I heard a story on the news about 90 year-old Martin Alvey who, because of degenerative eye disease, has been blind for two years. A recent dizzy spell sent Mr. Alvey to the hospital and while being examined his sight miraculously returned. Giving credit where credit is due Martin said, “God gave me back my sight.” Wanting more of a personal anecdote the reporter asked what had changed since his sight had returned. “Well,” said Martin, “When I go to shave in the morning I look in the mirror and say, ‘Hello there Buddy…Nice to see you.’” Jesus didn’t opened the eyes of the blind just so they could see the world around them…He opened their eyes so that they might see themselves.

1 comment:

Steve Corey said...

Gail;

-----Sometimes I practice being blind. I will choose to move through the house in the middle of a moonless night without the lights. Or sometimes I will close my eyes for an extended period just to experience the difference in my thinking and feeling. What I notice when depriving myself of vision is that I rely much more on what is already within me. In a sense, I see what I have become much more clearly because my mind is less cluttered with analyzing a flood of visual input, and I must relate to the sounds and feel of things around me more by imagination, using my perceptions of what I already know. But in the same sense, I see what I am becoming less clearly because without sight, there is much less mental and emotional interaction with my surroundings. It is much this interaction that adds to what I am.
-----We are both of these things, what we have become and what we are becoming.

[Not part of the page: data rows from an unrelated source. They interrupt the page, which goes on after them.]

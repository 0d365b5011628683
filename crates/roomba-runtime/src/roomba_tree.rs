//! The roomba's reference behavior tree.
//!
//! ```text
//! Priority
//! ├── Sequence [battery]      low battery → find home → go home → dock
//! ├── Selector [cleaning]
//! │   ├── Sequence [spot]     spot requested → Timer(CleanSpot) → mark done
//! │   └── Sequence [general]  general requested →
//! │       └── Sequence            UntilFail(not low battery → dusty spot
//! │                               cleaning or a plain pass) → mark done
//! └── DoNothing
//! ```

use roomba_types::CheckKey;

use crate::behavior_tree::{BoxedNode, Selector, Sequence};
use crate::conditions::Condition;
use crate::decorators::{LogicalNegation, Timer, UntilFail};
use crate::tasks::{Clean, CleanSpot, Dock, DoNothing, FindHome, GoHome, MarkGeneralDone, MarkSpotDone};

/// Tunables for [`build`].
#[derive(Debug, Clone, PartialEq)]
pub struct TreeConfig {
    /// Window length of the spot-cleaning timer.
    pub spot_clean_ticks: u32,
    /// Window length of the dusty-spot timer inside the general pass.
    pub dusty_clean_ticks: u32,
    /// Bound on drained passes of the general-cleaning loop per tick.
    pub until_fail_max_iterations: Option<u64>,
    /// Clear the spot flag, not the general flag, when general cleaning ends.
    pub legacy_general_done: bool,
}

impl Default for TreeConfig {
    fn default() -> Self {
        Self {
            spot_clean_ticks: 20,
            dusty_clean_ticks: 35,
            until_fail_max_iterations: None,
            legacy_general_done: false,
        }
    }
}

/// Build the reference tree.
pub fn build(config: &TreeConfig) -> BoxedNode {
    Box::new(Selector::priority(vec![
        battery_branch(),
        Box::new(Selector::named(
            "Selector[cleaning]",
            vec![spot_branch(config), general_branch(config)],
        )),
        Box::new(DoNothing),
    ]))
}

fn condition(key: CheckKey) -> BoxedNode {
    Box::new(Condition::new(key))
}

fn battery_branch() -> BoxedNode {
    Box::new(Sequence::named(
        "Sequence[battery]",
        vec![
            condition(CheckKey::BatteryLow),
            Box::new(FindHome),
            Box::new(GoHome),
            Box::new(Dock),
        ],
    ))
}

fn spot_branch(config: &TreeConfig) -> BoxedNode {
    Box::new(Sequence::named(
        "Sequence[spot]",
        vec![
            condition(CheckKey::SpotRequested),
            Box::new(Timer::named("Timer[spot]", Box::new(CleanSpot), config.spot_clean_ticks)),
            Box::new(MarkSpotDone),
        ],
    ))
}

fn general_branch(config: &TreeConfig) -> BoxedNode {
    let dusty = Sequence::named(
        "Sequence[dusty]",
        vec![
            condition(CheckKey::DustySpotDetected),
            Box::new(Timer::named("Timer[dusty]", Box::new(CleanSpot), config.dusty_clean_ticks)),
        ],
    );
    let pass = Sequence::named(
        "Sequence[pass]",
        vec![
            Box::new(LogicalNegation::new(condition(CheckKey::BatteryLow))),
            Box::new(Selector::new(vec![Box::new(dusty), Box::new(Clean)])),
        ],
    );
    let until_fail = UntilFail::new(Box::new(pass)).with_max_iterations(config.until_fail_max_iterations);
    let done: BoxedNode = if config.legacy_general_done {
        Box::new(MarkGeneralDone::legacy())
    } else {
        Box::new(MarkGeneralDone::new())
    };

    Box::new(Sequence::named(
        "Sequence[general]",
        vec![
            condition(CheckKey::GeneralRequested),
            Box::new(Sequence::new(vec![Box::new(until_fail), done])),
        ],
    ))
}
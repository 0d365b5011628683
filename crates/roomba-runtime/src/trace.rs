//! [`Trace`] – the human-readable decision log of a run.
//!
//! Every node ticked appends a [`TraceLine`] describing what it decided; a
//! timer also notes the tick it opens its window.
//! The harness drains the buffer and renders it however it likes; each line
//! is also mirrored to `tracing` at `debug` level.

use std::fmt;

use roomba_types::NodeStatus;
use tracing::debug;

/// A single decision made by a node during a tick.
#[derive(Debug, Clone, PartialEq, Eq)]
pub struct TraceLine {
    /// Control-loop tick the line was recorded in (1-based).
    pub tick: u64,
    /// Distance from the root; the root is at depth 0.
    pub depth: usize,
    /// Label of the node that made the decision.
    pub node: String,
    pub message: String,
    /// Result the node returned, when the line reports one.
    pub status: Option<NodeStatus>,
}

impl fmt::Display for TraceLine {
    fn fmt(&self, f: &mut fmt::Formatter<'_>) -> fmt::Result {
        write!(f, "{:indent$}{}: {}", "", self.node, self.message, indent = self.depth * 2)
    }
}

/// Append-only buffer of [`TraceLine`]s.
#[derive(Debug, Default)]
pub struct Trace {
    tick: u64,
    lines: Vec<TraceLine>,
}

impl Trace {
    pub fn new() -> Self {
        Self::default()
    }

    /// Mark the start of control-loop tick `tick`.
    pub fn begin_tick(&mut self, tick: u64) {
        self.tick = tick;
    }

    pub fn current_tick(&self) -> u64 {
        self.tick
    }

    /// Record a decision that does not carry a result.
    pub fn note(&mut self, depth: usize, node: &str, message: impl Into<String>) {
        self.push(depth, node, message.into(), None);
    }

    /// Record the result a node is about to return.
    pub fn outcome(&mut self, depth: usize, node: &str, message: impl Into<String>, status: NodeStatus) {
        self.push(depth, node, message.into(), Some(status));
    }

    /// Reserve a line for a node whose result is only known after its
    /// children have ticked.  Fill it in with [`Trace::close`].
    pub fn open(&mut self, depth: usize, node: &str) -> usize {
        self.lines.push(TraceLine {
            tick: self.tick,
            depth,
            node: node.to_string(),
            message: String::new(),
            status: None,
        });
        self.lines.len() - 1
    }

    /// Complete a line reserved with [`Trace::open`].
    pub fn close(&mut self, slot: usize, message: impl Into<String>, status: NodeStatus) {
        let tick = self.tick;
        if let Some(line) = self.lines.get_mut(slot) {
            line.message = message.into();
            line.status = Some(status);
            debug!(tick, depth = line.depth, node = %line.node, status = ?status, "{}", line.message);
        }
    }

    fn push(&mut self, depth: usize, node: &str, message: String, status: Option<NodeStatus>) {
        debug!(tick = self.tick, depth, node, status = ?status, "{message}");
        self.lines.push(TraceLine {
            tick: self.tick,
            depth,
            node: node.to_string(),
            message,
            status,
        });
    }

    pub fn lines(&self) -> &[TraceLine] {
        &self.lines
    }

    pub fn len(&self) -> usize {
        self.lines.len()
    }

    pub fn is_empty(&self) -> bool {
        self.lines.is_empty()
    }

    /// Take every buffered line, leaving the buffer empty.
    pub fn drain(&mut self) -> Vec<TraceLine> {
        std::mem::take(&mut self.lines)
    }

    /// Lines recorded by nodes whose label equals `node`.
    pub fn by_node<'a>(&'a self, node: &'a str) -> impl Iterator<Item = &'a TraceLine> + 'a {
        self.lines.iter().filter(move |l| l.node == node)
    }
}

#[cfg(test)]
mod tests {
    use super::*;

    #[test]
    fn lines_carry_the_current_tick() {
        let mut trace = Trace::new();
        trace.begin_tick(3);
        trace.note(0, "Priority", "evaluating");
        trace.outcome(1, "Dock", "success", NodeStatus::Success);

        assert_eq!(trace.len(), 2);
        assert!(trace.lines().iter().all(|l| l.tick == 3));
        assert_eq!(trace.lines()[1].status, Some(NodeStatus::Success));
    }

    #[test]
    fn display_indents_by_depth() {
        let mut trace = Trace::new();
        trace.note(2, "CleanSpot", "running");
        assert_eq!(trace.lines()[0].to_string(), "    CleanSpot: running");
    }

    #[test]
    fn open_line_keeps_its_position() {
        let mut trace = Trace::new();
        let slot = trace.open(0, "Sequence");
        trace.outcome(1, "Clean", "success", NodeStatus::Success);
        trace.close(slot, "succeeded", NodeStatus::Success);

        let lines = trace.lines();
        assert_eq!(lines[0].node, "Sequence");
        assert_eq!(lines[0].message, "succeeded");
        assert_eq!(lines[0].status, Some(NodeStatus::Success));
        assert_eq!(lines[1].node, "Clean");
    }

    #[test]
    fn drain_empties_buffer() {
        let mut trace = Trace::new();
        trace.note(0, "a", "x");
        trace.note(0, "b", "y");
        let drained = trace.drain();
        assert_eq!(drained.len(), 2);
        assert!(trace.is_empty());
    }

    #[test]
    fn by_node_filters_on_label() {
        let mut trace = Trace::new();
        trace.note(0, "a", "x");
        trace.note(0, "b", "y");
        trace.note(1, "a", "z");
        assert_eq!(trace.by_node("a").count(), 2);
    }
}
//! [`Blackboard`] – the shared world state read and written by leaf nodes.
//!
//! One blackboard lives for one run of the control loop.  It is passed
//! explicitly to every tick through [`TickContext`][crate::TickContext]; there
//! is no global instance.
//!
//! # Timer slot
//!
//! The blackboard holds a **single** [`TimerSlot`].  At most one
//! [`Timer`][crate::decorators::Timer] window can be open at a time: a second
//! timer that ticks while the slot is held joins the open window instead of
//! starting its own.  Nested or concurrent timed windows are not supported.

use rand::Rng;
use roomba_types::{BATTERY_FULL, BlackboardInit, CheckKey};

/// Path reported by [`FindHome`][crate::tasks::FindHome] once the dock has
/// been located.
pub const DISCOVERED_HOME_PATH: &str = "New Home Path";

// ─────────────────────────────────────────────────────────────────────────────
// TimerSlot
// ─────────────────────────────────────────────────────────────────────────────

/// The shared elapsed/limit pair used by timer decorators.
///
/// `(0, 0)` means no window is open.
#[derive(Debug, Clone, Default, PartialEq, Eq)]
pub struct TimerSlot {
    pub elapsed: u32,
    pub limit: u32,
    /// Label of the timer that opened the current window.
    pub owner: Option<String>,
}

impl TimerSlot {
    pub fn is_active(&self) -> bool {
        !(self.elapsed == 0 && self.limit == 0)
    }

    /// Open a window of `limit` ticks on behalf of `owner`.
    pub fn start(&mut self, limit: u32, owner: &str) {
        self.elapsed = 0;
        self.limit = limit;
        self.owner = Some(owner.to_string());
    }

    /// Close the window.
    pub fn clear(&mut self) {
        *self = TimerSlot::default();
    }

    pub fn remaining(&self) -> u32 {
        self.limit.saturating_sub(self.elapsed)
    }
}

// ─────────────────────────────────────────────────────────────────────────────
// Blackboard
// ─────────────────────────────────────────────────────────────────────────────

/// Shared mutable world state.
#[derive(Debug, Clone, PartialEq)]
pub struct Blackboard {
    /// Charge in `0..=100`.  Decrements saturate at zero.
    pub battery_level: u8,
    /// A localized spill needs cleaning.
    pub spot: bool,
    /// A general cleaning pass is requested.
    pub general: bool,
    /// Dusty-spot sensor reading, drawn at seeding time.
    pub dusty_spot: bool,
    /// Path to the dock; `None` until `FindHome` succeeds.
    pub home_path: Option<String>,
    pub timer: TimerSlot,
}

impl Blackboard {
    /// Build a blackboard with an explicit dusty-spot reading.
    pub fn new(init: BlackboardInit, dusty_spot: bool) -> Self {
        Self {
            battery_level: init.battery_level.min(BATTERY_FULL),
            spot: init.spot,
            general: init.general,
            dusty_spot,
            home_path: None,
            timer: TimerSlot::default(),
        }
    }

    /// Build a blackboard whose dusty-spot sensor reads `true` with
    /// probability `dusty_probability`.
    pub fn seeded<R: Rng + ?Sized>(init: BlackboardInit, rng: &mut R, dusty_probability: f64) -> Self {
        Self::new(init, draw_dusty_spot(rng, dusty_probability))
    }

    /// Re-initialise every field for a new round.
    ///
    /// Clears the home path and the timer slot and redraws the dusty-spot
    /// sensor.
    pub fn reset<R: Rng + ?Sized>(&mut self, init: BlackboardInit, rng: &mut R, dusty_probability: f64) {
        *self = Self::seeded(init, rng, dusty_probability);
    }

    /// Drain `amount` units of charge, stopping at zero.
    pub fn decrement_battery(&mut self, amount: u8) {
        self.battery_level = self.battery_level.saturating_sub(amount);
    }

    /// Instant recharge to full.
    pub fn recharge(&mut self) {
        self.battery_level = BATTERY_FULL;
    }

    /// Evaluate a condition key against the current state.
    pub fn check(&self, key: CheckKey) -> bool {
        match key {
            CheckKey::BatteryLow => self.battery_level < CheckKey::LOW_BATTERY_THRESHOLD,
            CheckKey::SpotRequested => self.spot,
            CheckKey::GeneralRequested => self.general,
            CheckKey::DustySpotDetected => self.dusty_spot,
        }
    }
}

fn draw_dusty_spot<R: Rng + ?Sized>(rng: &mut R, probability: f64) -> bool {
    // NaN survives `clamp` and would make `gen_bool` panic.
    if probability.is_nan() {
        return false;
    }
    rng.gen_bool(probability.clamp(0.0, 1.0))
}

Physical sight greatly effects what we become, because it so mixes what happens within us and what happens around us. But that effect is not outside our control. We are not subjected to a Pavlovian existence - dog see food dog drool. God gave us spiritual sight to overlay physical sight and to make meaning the larger part of our interactions. Since our spirits are strapped to these biological machines, the greater part of the knowledge we learn must come through our senses, and vision is the broadest channel of input. I am thankful I have sight so it is easier and faster to input the Word. But since our bodies and their senses are merely the vessels for our spirit’s contact with the physical world, the understanding and meaning of what we have experienced happens within us regardless of our sensory abilities, and sometimes better without the clutter and noise coming through them. Without sight we tend to become deeper in meaning from what we are. With sight we tend to become broader in experiences more than deeper in meaning.
-----I think Jesus opened the eyes of the blind so they could have greater options in a fuller life. But whether or not that sight helped them see themselves really depends on how much it replaced rather than added to their spiritual sight, and whether they used it to just stare at themselves in the mirror, or to look at everything around them.